Saved data entries
###
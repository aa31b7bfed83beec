//! Validation type for accumulating errors
//!
//! `Validation<E, T>` is either a success holding one `T`, or a failure holding
//! one or more `E`s in the order they were reported. It plays the role of
//! `Result` in validation code, except that combining two failures keeps the
//! errors of both instead of stopping at the first.
//!
//! The variant is private. [`Validation::fold`] and [`Validation::fold_ref`]
//! are the only ways to look inside, and every other operation is built on
//! them.
//!
//! # Examples
//!
//! ## Basic usage
//!
//! ```
//! use accrue::Validation;
//!
//! let ok = Validation::<&str, _>::success(42);
//! let bad = Validation::<_, i32>::failure("negative");
//!
//! assert!(ok.is_success());
//! assert!(bad.is_failure());
//! ```
//!
//! ## Accumulating errors
//!
//! ```
//! use accrue::{nonempty, Validation};
//!
//! let name = Validation::<_, String>::failure("name is empty");
//! let age = Validation::<_, u8>::failure("age is missing");
//!
//! let person = name.and(age);
//! assert_eq!(person.into_errors(), Some(nonempty!["name is empty", "age is missing"]));
//! ```

use std::fmt;

use crate::lift::{map2, map3, map4};
use crate::{EmptyVecError, NonEmptyVec, Semigroup};

#[derive(Clone, PartialEq, Eq, Hash)]
#[cfg_attr(feature = "serde", derive(serde::Serialize, serde::Deserialize))]
enum Repr<E, T> {
    Success(T),
    Failure(NonEmptyVec<E>),
}

/// A success value or a non-empty, ordered list of errors.
///
/// # Type Parameters
///
/// * `E` - The error type. No bounds are required.
/// * `T` - The success value type.
///
/// # Examples
///
/// ```
/// use accrue::Validation;
///
/// fn positive(n: i32) -> Validation<String, i32> {
///     if n > 0 {
///         Validation::success(n)
///     } else {
///         Validation::failure(format!("{} is not positive", n))
///     }
/// }
///
/// assert_eq!(positive(3).get_or_else(|| 0), 3);
/// assert_eq!(positive(-1).get_or_else(|| 0), 0);
/// ```
#[must_use]
#[derive(Clone, PartialEq, Eq, Hash)]
#[cfg_attr(feature = "serde", derive(serde::Serialize, serde::Deserialize))]
#[cfg_attr(feature = "serde", serde(transparent))]
pub struct Validation<E, T> {
    repr: Repr<E, T>,
}

impl<E, T> Validation<E, T> {
    /// Create a successful validation.
    #[inline]
    pub fn success(value: T) -> Self {
        Self {
            repr: Repr::Success(value),
        }
    }

    /// Create a failed validation with a single error.
    ///
    /// ```
    /// use accrue::Validation;
    ///
    /// let v = Validation::<_, i32>::failure("missing field");
    /// assert_eq!(v.errors().map(|e| e.len()), Some(1));
    /// ```
    #[inline]
    pub fn failure(error: E) -> Self {
        Self::from_errors(NonEmptyVec::singleton(error))
    }

    /// Create a failed validation from a first error and any number of
    /// further errors, kept in the given order.
    ///
    /// ```
    /// use accrue::{nonempty, Validation};
    ///
    /// let v = Validation::<_, ()>::failure_many("a", ["b", "c"]);
    /// assert_eq!(v.into_errors(), Some(nonempty!["a", "b", "c"]));
    /// ```
    pub fn failure_many<I>(first: E, rest: I) -> Self
    where
        I: IntoIterator<Item = E>,
    {
        Self::from_errors(NonEmptyVec::new(first, rest.into_iter().collect()))
    }

    /// Create a failed validation from an existing error list.
    #[inline]
    pub fn from_errors(errors: NonEmptyVec<E>) -> Self {
        Self {
            repr: Repr::Failure(errors),
        }
    }

    /// Create a failed validation from a `Vec` of errors.
    ///
    /// A failure without errors is not a valid state, so an empty vector is
    /// rejected with [`EmptyVecError`].
    ///
    /// ```
    /// use accrue::{EmptyVecError, Validation};
    ///
    /// assert!(Validation::<_, i32>::try_from_errors(vec!["bad"]).is_ok());
    /// assert_eq!(
    ///     Validation::<&str, i32>::try_from_errors(vec![]),
    ///     Err(EmptyVecError)
    /// );
    /// ```
    pub fn try_from_errors(errors: Vec<E>) -> Result<Self, EmptyVecError> {
        NonEmptyVec::try_from(errors).map(Self::from_errors)
    }

    /// Create a validation from a `Result`, treating `Err` as a single error.
    ///
    /// ```
    /// use accrue::Validation;
    ///
    /// let v = Validation::from_result("42".parse::<i32>());
    /// assert_eq!(v.into_value(), Some(42));
    /// ```
    #[inline]
    pub fn from_result(result: Result<T, E>) -> Self {
        match result {
            Ok(value) => Self::success(value),
            Err(error) => Self::failure(error),
        }
    }

    /// Run exactly one of the two functions, depending on the variant, and
    /// return its result.
    ///
    /// `if_failure` receives the error list, `if_success` the value. The other
    /// function is never called.
    ///
    /// ```
    /// use accrue::Validation;
    ///
    /// let v = Validation::<&str, _>::success(2);
    /// let text = v.fold(|errors| format!("{} errors", errors.len()), |n| format!("got {}", n));
    /// assert_eq!(text, "got 2");
    /// ```
    #[inline]
    pub fn fold<U, F, G>(self, if_failure: F, if_success: G) -> U
    where
        F: FnOnce(NonEmptyVec<E>) -> U,
        G: FnOnce(T) -> U,
    {
        match self.repr {
            Repr::Success(value) => if_success(value),
            Repr::Failure(errors) => if_failure(errors),
        }
    }

    /// Borrowing version of [`fold`](Self::fold).
    #[inline]
    pub fn fold_ref<'a, U, F, G>(&'a self, if_failure: F, if_success: G) -> U
    where
        F: FnOnce(&'a NonEmptyVec<E>) -> U,
        G: FnOnce(&'a T) -> U,
    {
        match &self.repr {
            Repr::Success(value) => if_success(value),
            Repr::Failure(errors) => if_failure(errors),
        }
    }

    /// Check if this validation is successful.
    #[inline]
    pub fn is_success(&self) -> bool {
        self.fold_ref(|_| false, |_| true)
    }

    /// Check if this validation failed.
    #[inline]
    pub fn is_failure(&self) -> bool {
        !self.is_success()
    }

    /// Borrow the success value, if any.
    #[inline]
    pub fn value(&self) -> Option<&T> {
        self.fold_ref(|_| None, Some)
    }

    /// Borrow the error list, if any.
    #[inline]
    pub fn errors(&self) -> Option<&NonEmptyVec<E>> {
        self.fold_ref(Some, |_| None)
    }

    /// Take the success value, discarding any errors.
    #[inline]
    pub fn into_value(self) -> Option<T> {
        self.fold(|_| None, Some)
    }

    /// Take the error list, discarding any success value.
    #[inline]
    pub fn into_errors(self) -> Option<NonEmptyVec<E>> {
        self.fold(Some, |_| None)
    }

    /// Convert into a `Result` carrying the whole error list.
    ///
    /// ```
    /// use accrue::{nonempty, Validation};
    ///
    /// let v = Validation::<_, i32>::failure_many("a", ["b"]);
    /// assert_eq!(v.into_result(), Err(nonempty!["a", "b"]));
    /// ```
    #[inline]
    pub fn into_result(self) -> Result<T, NonEmptyVec<E>> {
        self.fold(Err, Ok)
    }

    /// Return the success value, or the result of `default` on failure.
    ///
    /// `default` is only called for a failure.
    #[inline]
    pub fn get_or_else<F>(self, default: F) -> T
    where
        F: FnOnce() -> T,
    {
        self.fold(|_| default(), |value| value)
    }

    /// Return this validation if it succeeded, otherwise the one produced by
    /// `default`.
    ///
    /// `default` is only called for a failure.
    ///
    /// ```
    /// use accrue::Validation;
    ///
    /// let primary = Validation::<_, u16>::failure("no port configured");
    /// let port = primary.or_else(|| Validation::success(8080));
    /// assert_eq!(port.into_value(), Some(8080));
    /// ```
    #[inline]
    pub fn or_else<F>(self, default: F) -> Self
    where
        F: FnOnce() -> Self,
    {
        self.fold(|_| default(), Self::success)
    }

    /// Run `effect` with the value if this is a success.
    #[inline]
    pub fn if_success<F>(&self, effect: F)
    where
        F: FnOnce(&T),
    {
        self.fold_ref(|_| (), effect)
    }

    /// Run `effect` with the errors if this is a failure.
    #[inline]
    pub fn if_failure<F>(&self, effect: F)
    where
        F: FnOnce(&NonEmptyVec<E>),
    {
        self.fold_ref(effect, |_| ())
    }

    /// Transform the success value.
    ///
    /// A failure passes through with the same errors, and `f` is not called.
    ///
    /// ```
    /// use accrue::Validation;
    ///
    /// let v = Validation::<&str, _>::success(5).map(|x| x * 2);
    /// assert_eq!(v.into_value(), Some(10));
    /// ```
    #[inline]
    pub fn map<U, F>(self, f: F) -> Validation<E, U>
    where
        F: FnOnce(T) -> U,
    {
        self.fold(Validation::from_errors, |value| Validation::success(f(value)))
    }

    /// Transform every error, keeping their order.
    ///
    /// ```
    /// use accrue::{nonempty, Validation};
    ///
    /// let v = Validation::<_, ()>::failure_many("a", ["bc"]).map_errors(str::len);
    /// assert_eq!(v.into_errors(), Some(nonempty![1, 2]));
    /// ```
    pub fn map_errors<E2, F>(self, f: F) -> Validation<E2, T>
    where
        F: FnMut(E) -> E2,
    {
        self.fold(
            |errors| Validation::from_errors(errors.map(f)),
            Validation::success,
        )
    }

    /// Chain a dependent validation.
    ///
    /// On success the result of `f` is returned as is; on failure `f` is not
    /// called and the errors are kept.
    ///
    /// ```
    /// use accrue::Validation;
    ///
    /// let half = |n: i32| {
    ///     if n % 2 == 0 {
    ///         Validation::success(n / 2)
    ///     } else {
    ///         Validation::failure("odd")
    ///     }
    /// };
    ///
    /// assert_eq!(Validation::success(8).flat_map(half).into_value(), Some(4));
    /// assert!(Validation::success(7).flat_map(half).is_failure());
    /// ```
    #[inline]
    pub fn flat_map<U, F>(self, f: F) -> Validation<E, U>
    where
        F: FnOnce(T) -> Validation<E, U>,
    {
        self.fold(Validation::from_errors, f)
    }

    /// Apply a validated function to this validated value.
    ///
    /// | `self`      | `function`  | result               |
    /// |-------------|-------------|----------------------|
    /// | success `a` | success `f` | success `f(a)`       |
    /// | success `a` | failure `y` | failure `y`          |
    /// | failure `x` | success `f` | failure `x`          |
    /// | failure `x` | failure `y` | failure `x` then `y` |
    ///
    /// The function is only called when both sides succeed.
    ///
    /// ```
    /// use accrue::{nonempty, Validation};
    ///
    /// let doubled = Validation::<&str, _>::success(5).apply(Validation::success(|n| n * 2));
    /// assert_eq!(doubled.into_value(), Some(10));
    ///
    /// let failed = Validation::<_, i32>::failure("x")
    ///     .apply(Validation::<_, fn(i32) -> i32>::failure("y"));
    /// assert_eq!(failed.into_errors(), Some(nonempty!["x", "y"]));
    /// ```
    pub fn apply<U, F>(self, function: Validation<E, F>) -> Validation<E, U>
    where
        F: FnOnce(T) -> U,
    {
        // Both sides are owned; two `FnOnce` arms of `fold` could not both move them.
        match (self.into_result(), function.into_result()) {
            (Ok(value), Ok(f)) => Validation::success(f(value)),
            (Err(left), Err(right)) => Validation::from_errors(left.combine(right)),
            (Err(errors), Ok(_)) | (Ok(_), Err(errors)) => Validation::from_errors(errors),
        }
    }

    /// Pair this validation with another, accumulating errors from both.
    ///
    /// ```
    /// use accrue::Validation;
    ///
    /// let pair = Validation::<&str, _>::success(1).and(Validation::success("one"));
    /// assert_eq!(pair.into_value(), Some((1, "one")));
    /// ```
    pub fn and<U>(self, other: Validation<E, U>) -> Validation<E, (T, U)> {
        map2(self, other, |a, b| (a, b))
    }

    /// Combine a tuple of validations into a validation of a tuple.
    ///
    /// See [`ValidateAll`] for the supported tuple sizes.
    ///
    /// ```
    /// use accrue::{nonempty, Validation};
    ///
    /// let result = Validation::all((
    ///     Validation::<_, i32>::failure("bad id"),
    ///     Validation::success("alice"),
    ///     Validation::<_, u8>::failure("bad age"),
    /// ));
    /// assert_eq!(result.into_errors(), Some(nonempty!["bad id", "bad age"]));
    /// ```
    pub fn all<V>(validations: V) -> Self
    where
        V: ValidateAll<E, Output = T>,
    {
        validations.validate_all()
    }
}

impl<E: fmt::Debug, T: fmt::Debug> fmt::Debug for Validation<E, T> {
    fn fmt(&self, f: &mut fmt::Formatter<'_>) -> fmt::Result {
        let (name, field): (&str, &dyn fmt::Debug) = self.fold_ref(
            |errors| ("Failure", errors as &dyn fmt::Debug),
            |value| ("Success", value as &dyn fmt::Debug),
        );
        f.debug_tuple(name).field(field).finish()
    }
}

impl<E, T> From<Result<T, E>> for Validation<E, T> {
    fn from(result: Result<T, E>) -> Self {
        Self::from_result(result)
    }
}

/// Combine a tuple of validations that share an error type.
///
/// Implemented for tuples of two, three and four validations. Every element
/// is inspected, and errors come out in tuple order.
pub trait ValidateAll<E> {
    /// The tuple of success values.
    type Output;

    /// Combine all validations, accumulating errors.
    fn validate_all(self) -> Validation<E, Self::Output>;
}

impl<E, A, B> ValidateAll<E> for (Validation<E, A>, Validation<E, B>) {
    type Output = (A, B);

    fn validate_all(self) -> Validation<E, Self::Output> {
        let (a, b) = self;
        map2(a, b, |a, b| (a, b))
    }
}

impl<E, A, B, C> ValidateAll<E> for (Validation<E, A>, Validation<E, B>, Validation<E, C>) {
    type Output = (A, B, C);

    fn validate_all(self) -> Validation<E, Self::Output> {
        let (a, b, c) = self;
        map3(a, b, c, |a, b, c| (a, b, c))
    }
}

impl<E, A, B, C, D> ValidateAll<E>
    for (
        Validation<E, A>,
        Validation<E, B>,
        Validation<E, C>,
        Validation<E, D>,
    )
{
    type Output = (A, B, C, D);

    fn validate_all(self) -> Validation<E, Self::Output> {
        let (a, b, c, d) = self;
        map4(a, b, c, d, |a, b, c, d| (a, b, c, d))
    }
}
###
## TASK TO COMPLETE
Look through the data above and return each line where the string "this" occurs.

## REPLY
    /// Check if this validation is successful.
    /// Check if this validation failed.
    /// Return this validation if it succeeded, otherwise the one produced by
    /// Run `effect` with the value if this is a success.
    /// Run `effect` with the errors if this is a failure.
    /// Apply a validated function to this validated value.
    /// Pair this validation with another, accumulating errors from both.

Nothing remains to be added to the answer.